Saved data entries
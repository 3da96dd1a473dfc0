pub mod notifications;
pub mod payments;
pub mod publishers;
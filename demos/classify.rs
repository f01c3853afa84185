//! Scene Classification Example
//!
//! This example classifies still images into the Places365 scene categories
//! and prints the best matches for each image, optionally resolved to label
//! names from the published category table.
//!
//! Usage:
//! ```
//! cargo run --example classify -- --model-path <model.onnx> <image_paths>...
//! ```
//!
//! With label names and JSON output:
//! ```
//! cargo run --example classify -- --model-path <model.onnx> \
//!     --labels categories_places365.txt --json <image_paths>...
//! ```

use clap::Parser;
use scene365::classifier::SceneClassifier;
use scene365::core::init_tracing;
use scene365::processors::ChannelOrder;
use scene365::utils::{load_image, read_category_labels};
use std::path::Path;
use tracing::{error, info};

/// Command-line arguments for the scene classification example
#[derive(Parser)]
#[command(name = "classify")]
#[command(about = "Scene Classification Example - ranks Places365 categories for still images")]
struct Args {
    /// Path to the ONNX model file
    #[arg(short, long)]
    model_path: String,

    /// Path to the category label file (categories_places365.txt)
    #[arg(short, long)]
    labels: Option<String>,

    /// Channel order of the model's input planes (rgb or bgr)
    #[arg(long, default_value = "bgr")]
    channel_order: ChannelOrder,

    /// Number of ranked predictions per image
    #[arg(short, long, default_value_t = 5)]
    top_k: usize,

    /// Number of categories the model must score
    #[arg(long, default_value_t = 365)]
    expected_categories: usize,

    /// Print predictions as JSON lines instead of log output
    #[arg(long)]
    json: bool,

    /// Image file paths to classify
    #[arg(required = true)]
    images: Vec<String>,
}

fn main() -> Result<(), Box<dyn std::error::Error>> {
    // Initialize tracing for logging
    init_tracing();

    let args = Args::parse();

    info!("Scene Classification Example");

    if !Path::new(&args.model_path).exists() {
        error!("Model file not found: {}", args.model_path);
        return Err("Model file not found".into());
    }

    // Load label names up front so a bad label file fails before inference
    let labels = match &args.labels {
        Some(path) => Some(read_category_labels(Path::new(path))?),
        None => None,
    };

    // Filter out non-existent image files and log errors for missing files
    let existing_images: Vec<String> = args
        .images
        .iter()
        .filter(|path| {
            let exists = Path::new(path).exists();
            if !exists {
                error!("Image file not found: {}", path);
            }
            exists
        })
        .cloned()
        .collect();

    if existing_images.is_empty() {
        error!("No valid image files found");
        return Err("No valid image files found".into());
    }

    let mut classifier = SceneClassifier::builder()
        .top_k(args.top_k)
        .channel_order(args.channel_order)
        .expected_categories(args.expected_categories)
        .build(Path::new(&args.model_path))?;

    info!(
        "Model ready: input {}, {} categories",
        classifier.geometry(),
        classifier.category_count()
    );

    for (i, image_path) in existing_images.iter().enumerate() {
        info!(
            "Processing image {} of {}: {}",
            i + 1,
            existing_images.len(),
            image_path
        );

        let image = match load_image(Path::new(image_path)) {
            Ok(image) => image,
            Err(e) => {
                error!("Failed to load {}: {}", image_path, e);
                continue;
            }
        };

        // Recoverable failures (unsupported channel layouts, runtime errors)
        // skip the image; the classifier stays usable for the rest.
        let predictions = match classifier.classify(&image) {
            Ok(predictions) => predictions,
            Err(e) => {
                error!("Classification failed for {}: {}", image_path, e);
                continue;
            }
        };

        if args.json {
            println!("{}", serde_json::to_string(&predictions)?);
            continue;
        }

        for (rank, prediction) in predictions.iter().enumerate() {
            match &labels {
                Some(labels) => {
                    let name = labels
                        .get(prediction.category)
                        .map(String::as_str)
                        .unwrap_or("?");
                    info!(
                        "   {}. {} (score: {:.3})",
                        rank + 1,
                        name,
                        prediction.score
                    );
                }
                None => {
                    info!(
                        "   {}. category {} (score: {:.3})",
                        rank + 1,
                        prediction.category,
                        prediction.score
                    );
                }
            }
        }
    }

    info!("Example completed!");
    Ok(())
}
==
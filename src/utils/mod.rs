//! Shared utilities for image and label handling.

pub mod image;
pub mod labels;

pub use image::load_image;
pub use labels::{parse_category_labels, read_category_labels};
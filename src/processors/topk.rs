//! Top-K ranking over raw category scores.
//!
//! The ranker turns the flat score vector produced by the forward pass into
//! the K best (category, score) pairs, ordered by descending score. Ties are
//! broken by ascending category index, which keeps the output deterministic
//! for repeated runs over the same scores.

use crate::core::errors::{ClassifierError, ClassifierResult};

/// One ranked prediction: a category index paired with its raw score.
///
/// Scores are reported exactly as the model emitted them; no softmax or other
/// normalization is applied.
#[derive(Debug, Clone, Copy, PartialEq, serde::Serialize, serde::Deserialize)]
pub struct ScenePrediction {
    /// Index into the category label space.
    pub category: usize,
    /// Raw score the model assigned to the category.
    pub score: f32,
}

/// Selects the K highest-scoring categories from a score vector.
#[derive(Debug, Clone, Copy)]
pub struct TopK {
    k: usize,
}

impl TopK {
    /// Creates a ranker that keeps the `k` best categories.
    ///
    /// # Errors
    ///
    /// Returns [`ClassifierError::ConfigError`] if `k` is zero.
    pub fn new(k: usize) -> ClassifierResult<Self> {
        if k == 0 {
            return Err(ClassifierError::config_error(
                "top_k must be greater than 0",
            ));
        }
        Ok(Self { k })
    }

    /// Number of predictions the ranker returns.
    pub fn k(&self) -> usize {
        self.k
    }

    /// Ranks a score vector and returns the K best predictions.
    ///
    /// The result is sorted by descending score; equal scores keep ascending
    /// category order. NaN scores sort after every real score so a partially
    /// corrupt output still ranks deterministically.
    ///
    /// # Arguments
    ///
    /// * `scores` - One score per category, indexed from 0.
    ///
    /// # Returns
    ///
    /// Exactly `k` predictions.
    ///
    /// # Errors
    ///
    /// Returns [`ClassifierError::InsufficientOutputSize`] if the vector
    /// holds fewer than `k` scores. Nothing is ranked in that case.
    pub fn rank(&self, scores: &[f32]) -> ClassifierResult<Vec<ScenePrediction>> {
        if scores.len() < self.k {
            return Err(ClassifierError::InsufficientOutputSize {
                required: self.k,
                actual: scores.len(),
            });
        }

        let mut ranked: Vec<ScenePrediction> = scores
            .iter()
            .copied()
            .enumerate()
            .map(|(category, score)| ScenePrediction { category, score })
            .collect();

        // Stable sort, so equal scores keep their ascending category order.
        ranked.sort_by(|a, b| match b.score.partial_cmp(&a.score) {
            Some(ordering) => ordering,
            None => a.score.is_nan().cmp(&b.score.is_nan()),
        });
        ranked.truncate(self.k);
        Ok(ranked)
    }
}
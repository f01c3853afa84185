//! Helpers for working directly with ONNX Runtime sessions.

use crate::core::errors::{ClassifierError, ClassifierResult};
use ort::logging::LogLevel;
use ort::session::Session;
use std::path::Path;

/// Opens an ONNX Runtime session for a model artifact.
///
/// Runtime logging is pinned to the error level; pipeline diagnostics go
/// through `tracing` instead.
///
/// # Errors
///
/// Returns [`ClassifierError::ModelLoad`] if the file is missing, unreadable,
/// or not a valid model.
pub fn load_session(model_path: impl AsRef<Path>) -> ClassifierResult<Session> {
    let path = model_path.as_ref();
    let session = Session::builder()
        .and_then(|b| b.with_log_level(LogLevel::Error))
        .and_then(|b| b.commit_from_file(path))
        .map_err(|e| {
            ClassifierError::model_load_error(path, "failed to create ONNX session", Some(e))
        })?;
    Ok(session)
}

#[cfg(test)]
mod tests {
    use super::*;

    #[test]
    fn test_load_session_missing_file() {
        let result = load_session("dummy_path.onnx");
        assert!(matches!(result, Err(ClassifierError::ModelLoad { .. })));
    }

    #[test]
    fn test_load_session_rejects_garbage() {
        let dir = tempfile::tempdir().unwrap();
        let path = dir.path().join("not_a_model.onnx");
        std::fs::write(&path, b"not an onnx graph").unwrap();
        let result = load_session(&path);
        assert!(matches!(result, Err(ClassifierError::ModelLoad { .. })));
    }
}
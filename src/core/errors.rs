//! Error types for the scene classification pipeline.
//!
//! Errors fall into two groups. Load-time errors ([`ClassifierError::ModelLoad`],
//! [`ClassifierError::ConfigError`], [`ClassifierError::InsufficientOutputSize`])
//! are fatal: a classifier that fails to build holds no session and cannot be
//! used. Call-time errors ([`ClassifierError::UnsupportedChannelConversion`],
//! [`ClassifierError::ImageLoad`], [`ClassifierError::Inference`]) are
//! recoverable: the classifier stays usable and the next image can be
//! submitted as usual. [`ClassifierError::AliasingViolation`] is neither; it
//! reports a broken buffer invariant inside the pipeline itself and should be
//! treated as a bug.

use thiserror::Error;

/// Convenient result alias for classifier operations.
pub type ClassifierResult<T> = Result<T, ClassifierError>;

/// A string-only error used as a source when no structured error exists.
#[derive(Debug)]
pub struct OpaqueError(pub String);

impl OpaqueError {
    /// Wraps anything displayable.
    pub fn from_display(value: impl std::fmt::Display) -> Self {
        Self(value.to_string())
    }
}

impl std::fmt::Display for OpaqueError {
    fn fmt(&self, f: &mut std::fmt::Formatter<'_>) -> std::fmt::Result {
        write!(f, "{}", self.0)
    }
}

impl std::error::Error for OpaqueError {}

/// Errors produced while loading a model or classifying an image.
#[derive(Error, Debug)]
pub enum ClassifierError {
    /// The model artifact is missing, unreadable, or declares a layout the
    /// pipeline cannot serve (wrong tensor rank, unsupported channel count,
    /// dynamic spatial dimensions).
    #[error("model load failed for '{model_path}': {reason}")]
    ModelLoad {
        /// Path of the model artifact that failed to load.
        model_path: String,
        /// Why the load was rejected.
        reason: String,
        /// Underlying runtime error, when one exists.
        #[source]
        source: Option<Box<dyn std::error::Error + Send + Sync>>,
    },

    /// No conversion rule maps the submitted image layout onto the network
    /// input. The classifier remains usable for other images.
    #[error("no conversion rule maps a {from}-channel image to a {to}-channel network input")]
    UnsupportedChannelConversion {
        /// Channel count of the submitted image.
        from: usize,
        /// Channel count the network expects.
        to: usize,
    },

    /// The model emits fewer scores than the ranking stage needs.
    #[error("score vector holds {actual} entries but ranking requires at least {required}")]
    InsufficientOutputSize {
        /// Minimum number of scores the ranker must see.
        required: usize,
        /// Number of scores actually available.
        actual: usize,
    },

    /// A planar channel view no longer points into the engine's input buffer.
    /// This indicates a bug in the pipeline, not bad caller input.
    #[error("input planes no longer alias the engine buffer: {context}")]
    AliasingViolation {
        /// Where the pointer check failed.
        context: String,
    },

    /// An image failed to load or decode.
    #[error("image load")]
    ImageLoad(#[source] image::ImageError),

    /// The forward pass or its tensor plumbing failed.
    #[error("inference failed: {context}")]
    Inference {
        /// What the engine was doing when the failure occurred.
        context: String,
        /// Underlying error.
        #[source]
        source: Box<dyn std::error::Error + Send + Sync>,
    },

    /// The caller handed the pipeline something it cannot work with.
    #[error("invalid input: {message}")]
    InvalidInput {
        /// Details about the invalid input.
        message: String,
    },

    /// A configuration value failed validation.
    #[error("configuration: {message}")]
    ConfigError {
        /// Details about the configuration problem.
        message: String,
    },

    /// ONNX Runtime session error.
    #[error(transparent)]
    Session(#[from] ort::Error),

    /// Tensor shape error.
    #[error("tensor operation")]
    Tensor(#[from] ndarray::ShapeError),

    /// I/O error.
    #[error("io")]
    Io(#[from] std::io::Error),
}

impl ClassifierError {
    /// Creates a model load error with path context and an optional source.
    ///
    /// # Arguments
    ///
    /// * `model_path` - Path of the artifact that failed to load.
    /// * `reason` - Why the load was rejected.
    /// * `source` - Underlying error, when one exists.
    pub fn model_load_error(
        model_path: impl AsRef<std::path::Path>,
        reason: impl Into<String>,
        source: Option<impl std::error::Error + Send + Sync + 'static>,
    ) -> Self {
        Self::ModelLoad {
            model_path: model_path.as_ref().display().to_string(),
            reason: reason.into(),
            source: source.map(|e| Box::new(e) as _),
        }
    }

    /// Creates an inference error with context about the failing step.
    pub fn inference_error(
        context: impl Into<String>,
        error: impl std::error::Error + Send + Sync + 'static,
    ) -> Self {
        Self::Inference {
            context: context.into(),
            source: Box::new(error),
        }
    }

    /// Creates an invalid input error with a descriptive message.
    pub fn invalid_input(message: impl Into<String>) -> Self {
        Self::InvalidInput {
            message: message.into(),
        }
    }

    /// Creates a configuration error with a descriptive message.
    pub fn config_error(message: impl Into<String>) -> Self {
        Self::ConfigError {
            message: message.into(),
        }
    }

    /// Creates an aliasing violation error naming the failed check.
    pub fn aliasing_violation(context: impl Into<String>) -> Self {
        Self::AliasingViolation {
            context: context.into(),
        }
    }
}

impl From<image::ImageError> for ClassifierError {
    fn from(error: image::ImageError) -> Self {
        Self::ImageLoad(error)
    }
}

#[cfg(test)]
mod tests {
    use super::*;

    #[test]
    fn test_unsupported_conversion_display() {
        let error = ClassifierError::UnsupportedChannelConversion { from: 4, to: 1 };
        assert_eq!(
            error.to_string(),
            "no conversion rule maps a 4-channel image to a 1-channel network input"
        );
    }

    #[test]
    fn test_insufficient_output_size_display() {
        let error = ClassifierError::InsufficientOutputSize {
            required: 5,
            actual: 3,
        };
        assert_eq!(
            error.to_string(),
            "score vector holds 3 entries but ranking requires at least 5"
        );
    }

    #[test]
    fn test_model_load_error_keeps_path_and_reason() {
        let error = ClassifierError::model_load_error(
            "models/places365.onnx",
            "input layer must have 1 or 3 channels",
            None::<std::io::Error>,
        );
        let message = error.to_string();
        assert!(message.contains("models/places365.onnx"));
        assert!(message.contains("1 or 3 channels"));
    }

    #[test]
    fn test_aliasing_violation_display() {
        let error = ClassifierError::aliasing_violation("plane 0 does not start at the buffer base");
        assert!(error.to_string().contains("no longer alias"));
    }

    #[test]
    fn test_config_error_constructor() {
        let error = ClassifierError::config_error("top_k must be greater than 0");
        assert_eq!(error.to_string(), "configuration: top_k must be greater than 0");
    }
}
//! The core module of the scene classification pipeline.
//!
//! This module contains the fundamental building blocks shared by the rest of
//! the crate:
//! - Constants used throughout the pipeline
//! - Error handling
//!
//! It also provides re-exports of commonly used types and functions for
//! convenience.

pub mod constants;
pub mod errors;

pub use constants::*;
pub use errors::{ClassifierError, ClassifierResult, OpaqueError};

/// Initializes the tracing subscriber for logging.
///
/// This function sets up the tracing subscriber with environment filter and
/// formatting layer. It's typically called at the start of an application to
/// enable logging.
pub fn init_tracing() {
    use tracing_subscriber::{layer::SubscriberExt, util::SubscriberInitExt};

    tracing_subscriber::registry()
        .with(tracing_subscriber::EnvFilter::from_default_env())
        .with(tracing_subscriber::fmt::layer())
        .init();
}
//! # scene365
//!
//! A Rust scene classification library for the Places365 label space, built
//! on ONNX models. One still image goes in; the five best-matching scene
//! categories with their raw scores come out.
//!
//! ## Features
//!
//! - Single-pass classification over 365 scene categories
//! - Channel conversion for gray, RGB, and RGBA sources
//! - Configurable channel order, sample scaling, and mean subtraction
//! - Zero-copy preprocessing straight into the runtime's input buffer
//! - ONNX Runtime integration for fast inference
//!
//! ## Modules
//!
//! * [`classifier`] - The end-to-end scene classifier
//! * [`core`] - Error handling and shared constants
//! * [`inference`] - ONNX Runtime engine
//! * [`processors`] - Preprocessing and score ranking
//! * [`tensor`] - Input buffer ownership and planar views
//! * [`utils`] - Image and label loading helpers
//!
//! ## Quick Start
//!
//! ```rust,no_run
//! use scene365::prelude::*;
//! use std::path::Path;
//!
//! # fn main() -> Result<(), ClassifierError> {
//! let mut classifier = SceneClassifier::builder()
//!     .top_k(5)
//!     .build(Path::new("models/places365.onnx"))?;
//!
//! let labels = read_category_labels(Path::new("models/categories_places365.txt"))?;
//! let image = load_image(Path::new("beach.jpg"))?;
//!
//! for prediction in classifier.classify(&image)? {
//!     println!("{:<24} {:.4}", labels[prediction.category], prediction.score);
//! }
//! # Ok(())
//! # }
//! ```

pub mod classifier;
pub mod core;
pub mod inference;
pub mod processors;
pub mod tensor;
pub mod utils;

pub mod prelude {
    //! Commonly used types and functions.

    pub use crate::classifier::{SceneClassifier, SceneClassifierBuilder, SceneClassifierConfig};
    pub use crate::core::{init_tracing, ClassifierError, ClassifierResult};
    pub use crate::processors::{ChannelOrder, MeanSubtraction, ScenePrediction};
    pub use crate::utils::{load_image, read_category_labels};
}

EXERCISE DIRECTIONS: Your answer must be the lines above from the one containing "repository 3da96dd1a473dfc0" to the one containing "tracing for logging", both included, restated word for word.

RESULT OF THIS EXERCISE:
repository 3da96dd1a473dfc0
pub mod notifications;
pub mod payments;
pub mod publishers;
filename demos/classify.rs
repository f01c3853afa84185
//! Scene Classification Example
//!
//! This example classifies still images into the Places365 scene categories
//! and prints the best matches for each image, optionally resolved to label
//! names from the published category table.
//!
//! Usage:
//! ```
//! cargo run --example classify -- --model-path <model.onnx> <image_paths>...
//! ```
//!
//! With label names and JSON output:
//! ```
//! cargo run --example classify -- --model-path <model.onnx> \
//!     --labels categories_places365.txt --json <image_paths>...
//! ```

use clap::Parser;
use scene365::classifier::SceneClassifier;
use scene365::core::init_tracing;
use scene365::processors::ChannelOrder;
use scene365::utils::{load_image, read_category_labels};
use std::path::Path;
use tracing::{error, info};

/// Command-line arguments for the scene classification example
#[derive(Parser)]
#[command(name = "classify")]
#[command(about = "Scene Classification Example - ranks Places365 categories for still images")]
struct Args {
    /// Path to the ONNX model file
    #[arg(short, long)]
    model_path: String,

    /// Path to the category label file (categories_places365.txt)
    #[arg(short, long)]
    labels: Option<String>,

    /// Channel order of the model's input planes (rgb or bgr)
    #[arg(long, default_value = "bgr")]
    channel_order: ChannelOrder,

    /// Number of ranked predictions per image
    #[arg(short, long, default_value_t = 5)]
    top_k: usize,

    /// Number of categories the model must score
    #[arg(long, default_value_t = 365)]
    expected_categories: usize,

    /// Print predictions as JSON lines instead of log output
    #[arg(long)]
    json: bool,

    /// Image file paths to classify
    #[arg(required = true)]
    images: Vec<String>,
}

fn main() -> Result<(), Box<dyn std::error::Error>> {
    // Initialize tracing for logging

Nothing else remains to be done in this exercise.